*Requirement*. Through the line that contains "let _ = tracing_subscriber::fmt()", return the data below exactly, starting at its first line; leave the rest out.

*Data to examine*.
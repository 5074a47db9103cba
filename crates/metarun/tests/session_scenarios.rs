//! End-to-end behavior of a client session talking to a server over a
//! channel transport.

use std::sync::Arc;

use metarpc::ArgMeta;
use metarpc::Command;
use metarpc::HandleId;
use metarpc::Plain;
use metarpc::SessionId;

use metarun::Arg;
use metarun::ChannelTransport;
use metarun::Error;
use metarun::LocalObject;
use metarun::Remote;
use metarun::Server;
use metarun::Session;
use metarun::server::host::StaticHost;
use metarun::server::value::ObjectRef;
use metarun::server::value::Property;
use metarun::server::value::Throw;
use metarun::server::value::Value;

fn init_tracing() {
    let _ = tracing_subscriber::fmt()
        .with_env_filter(tracing_subscriber::EnvFilter::from_default_env())
        .with_test_writer()
        .try_init();
}

fn desktop() -> StaticHost {
    let app = ObjectRef::new("App").with_method("getName", |_, _| Ok("desktop".into()));
    let web_contents = ObjectRef::new("WebContents").with_value("id", 2);
    let window = ObjectRef::new("BrowserWindow")
        .with_value("id", 7)
        .with_method("hide", |_, _| Ok(Value::Undefined));

    let looped = ObjectRef::array(vec![Value::from("head")]);
    looped.set("1", looped.clone().into()).ok();

    let failing = ObjectRef::new("Settings").with_getter("theme", |_, _| {
        let cause = ObjectRef::error("Error", "disk unavailable");
        let error = ObjectRef::error("Error", "settings are locked");
        error.define("cause", Property::data(cause.into()));
        Err(Throw(error.into()))
    });

    StaticHost::new()
        .with_builtin("app", app)
        .with_web_contents(web_contents)
        .with_window(window)
        .with_global("echo", ObjectRef::function("echo", |_, args| Ok(args.first().cloned().unwrap_or_default())))
        .with_global("looped", looped)
        .with_global("settings", failing)
        .with_global(
            "describe",
            ObjectRef::function("describe", |_, args| {
                let arg = args.first().cloned().unwrap_or_default();
                let me = arg.get_member("me")?;
                Ok(Value::Bool(me == Value::Null))
            }),
        )
}

fn connect(server: &Arc<Server>, id: u64) -> Session {
    let (transport, _pump) = ChannelTransport::spawn(server.clone());
    Session::new(SessionId(id), Arc::new(transport))
}

fn remote_exception(err: Error) -> metarun::RemoteException {
    match err {
        Error::Remote(exception) => exception,
        other => panic!("expected a remote exception, got {}", other),
    }
}

#[tokio::test]
async fn test_window_id_reads_by_value() -> anyhow::Result<()> {
    init_tracing();
    let server = Arc::new(Server::builder().host(desktop()).build());
    let session = connect(&server, 1);

    let id = session
        .commit(vec![Command::GetCurrentWindow, Command::MemberGet { name: "id".into() }])
        .await?;
    assert_eq!(id, Remote::Value(Plain::Number(7.0)));
    Ok(())
}

#[tokio::test]
async fn test_hide_on_third_issued_handle() -> anyhow::Result<()> {
    init_tracing();
    let server = Arc::new(Server::builder().host(desktop()).build());
    let session = connect(&server, 1);

    let _app = session.builtin("app").commit().await?;
    let _contents = session.current_web_contents().commit().await?;
    let window = session.current_window().commit().await?.into_object().unwrap();
    assert_eq!(window.id(), HandleId(3));

    let result = session
        .commit(vec![Command::RemoteObjectCall { id: HandleId(3), name: "hide".into(), args: vec![] }])
        .await?;
    assert!(result.is_undefined());
    Ok(())
}

#[tokio::test]
async fn test_assignment_to_never_issued_handle() -> anyhow::Result<()> {
    init_tracing();
    let server = Arc::new(Server::builder().host(desktop()).build());
    let session = connect(&server, 1);

    let err = session
        .commit(vec![Command::RemoteObjectSet {
            id: HandleId(404),
            name: "title".into(),
            value: ArgMeta::Value(Plain::from("x")),
        }])
        .await
        .unwrap_err();
    let exception = remote_exception(err);
    assert!(exception.is_protocol_error());
    assert!(exception.message.contains("404"));
    assert!(exception.message.contains("'title'"));
    Ok(())
}

#[tokio::test]
async fn test_by_value_kinds_survive_a_round_trip() -> anyhow::Result<()> {
    init_tracing();
    let server = Arc::new(Server::builder().host(desktop()).build());
    let session = connect(&server, 1);

    let cases: Vec<(Arg, Remote)> = vec![
        (Arg::undefined(), Remote::Value(Plain::Undefined)),
        (Arg::null(), Remote::Value(Plain::Null)),
        (true.into(), Remote::Value(Plain::Bool(true))),
        (0.1.into(), Remote::Value(Plain::Number(0.1))),
        ("héllo".into(), Remote::Value(Plain::from("héllo"))),
        (vec![0u8, 1, 127, 128, 255].into(), Remote::Buffer(vec![0, 1, 127, 128, 255])),
        (Arg::Date(1_700_000_000_123.0), Remote::Date(1_700_000_000_123.0)),
        (
            Arg::Array(vec![1.into(), "two".into(), Arg::Array(vec![])]),
            Remote::Array(vec![Remote::Value(Plain::from(1)), Remote::Value(Plain::from("two")), Remote::Array(vec![])]),
        ),
    ];
    for (arg, expected) in cases {
        let echoed = session.global("echo").call([arg])?.commit().await?;
        assert_eq!(echoed, expected);
    }
    Ok(())
}

#[tokio::test]
async fn test_identity_on_both_sides() -> anyhow::Result<()> {
    init_tracing();
    let server = Arc::new(Server::builder().host(desktop()).build());
    let session = connect(&server, 1);

    let window = session.current_window().commit().await?.into_object().unwrap();
    let echoed = session.global("echo").call([window.clone().into()])?.commit().await?;
    let echoed = echoed.into_object().unwrap();

    assert_eq!(echoed.id(), window.id());
    assert_eq!(echoed, window);
    Ok(())
}

#[tokio::test]
async fn test_cycles_break_to_null() -> anyhow::Result<()> {
    init_tracing();
    let server = Arc::new(Server::builder().host(desktop()).build());
    let session = connect(&server, 1);

    let looped = session.global("looped").commit().await?;
    assert_eq!(looped, Remote::Array(vec![Remote::Value(Plain::from("head")), Remote::Value(Plain::Null)]));

    let record = LocalObject::record().with("name", "loop");
    record.set("me", record.clone());
    let described = session.global("describe").call([record.into()])?.commit().await?;
    assert_eq!(described, Remote::Value(Plain::Bool(true)));
    Ok(())
}

#[tokio::test]
async fn test_thrown_error_keeps_message_and_cause() -> anyhow::Result<()> {
    init_tracing();
    let server = Arc::new(Server::builder().host(desktop()).build());
    let session = connect(&server, 1);

    let err = session.global("settings").get("theme").commit().await.unwrap_err();
    let exception = remote_exception(err);
    assert_eq!(exception.name, "Error");
    assert_eq!(exception.message, "settings are locked");
    assert!(exception.stack.starts_with("Error: settings are locked"));
    let cause = exception.cause.unwrap();
    assert_eq!(cause.as_error().unwrap().message(), Some("disk unavailable"));
    Ok(())
}

#[tokio::test]
async fn test_release_then_reuse_is_a_protocol_error() -> anyhow::Result<()> {
    init_tracing();
    let server = Arc::new(Server::builder().host(desktop()).build());
    let session = connect(&server, 1);

    let window = session.current_window().commit().await?.into_object().unwrap();
    session.release().await?;

    let err = window.method("hide", [])?.commit().await.unwrap_err();
    let exception = remote_exception(err);
    assert!(exception.is_protocol_error());
    assert!(exception.message.ends_with("(released)"));
    Ok(())
}

#[tokio::test(flavor = "multi_thread", worker_threads = 4)]
async fn test_sessions_run_independently() -> anyhow::Result<()> {
    init_tracing();
    let server = Arc::new(Server::builder().host(desktop()).build());

    let mut tasks = Vec::new();
    for id in 1..=8 {
        let session = connect(&server, id);
        tasks.push(tokio::spawn(async move {
            let window = session.current_window().commit().await?.into_object().unwrap();
            let name = session.builtin("app").get("getName").call([])?.commit().await?;
            session.release().await?;
            Ok::<_, Error>((window.id(), name))
        }));
    }

    for task in tasks {
        let (id, name) = task.await??;
        assert_eq!(name.as_str(), Some("desktop"));
        assert_eq!(id, HandleId(1), "each session counts its own handles");
    }
    for id in 1..=8 {
        assert_eq!(server.registry().live_count(SessionId(id)), 0);
    }
    Ok(())
}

*Exercise result*.
repository 5074a47db9103cba
filename crates/metarun/tests/session_scenarios.rs
//! End-to-end behavior of a client session talking to a server over a
//! channel transport.

use std::sync::Arc;

use metarpc::ArgMeta;
use metarpc::Command;
use metarpc::HandleId;
use metarpc::Plain;
use metarpc::SessionId;

use metarun::Arg;
use metarun::ChannelTransport;
use metarun::Error;
use metarun::LocalObject;
use metarun::Remote;
use metarun::Server;
use metarun::Session;
use metarun::server::host::StaticHost;
use metarun::server::value::ObjectRef;
use metarun::server::value::Property;
use metarun::server::value::Throw;
use metarun::server::value::Value;

fn init_tracing() {
    let _ = tracing_subscriber::fmt()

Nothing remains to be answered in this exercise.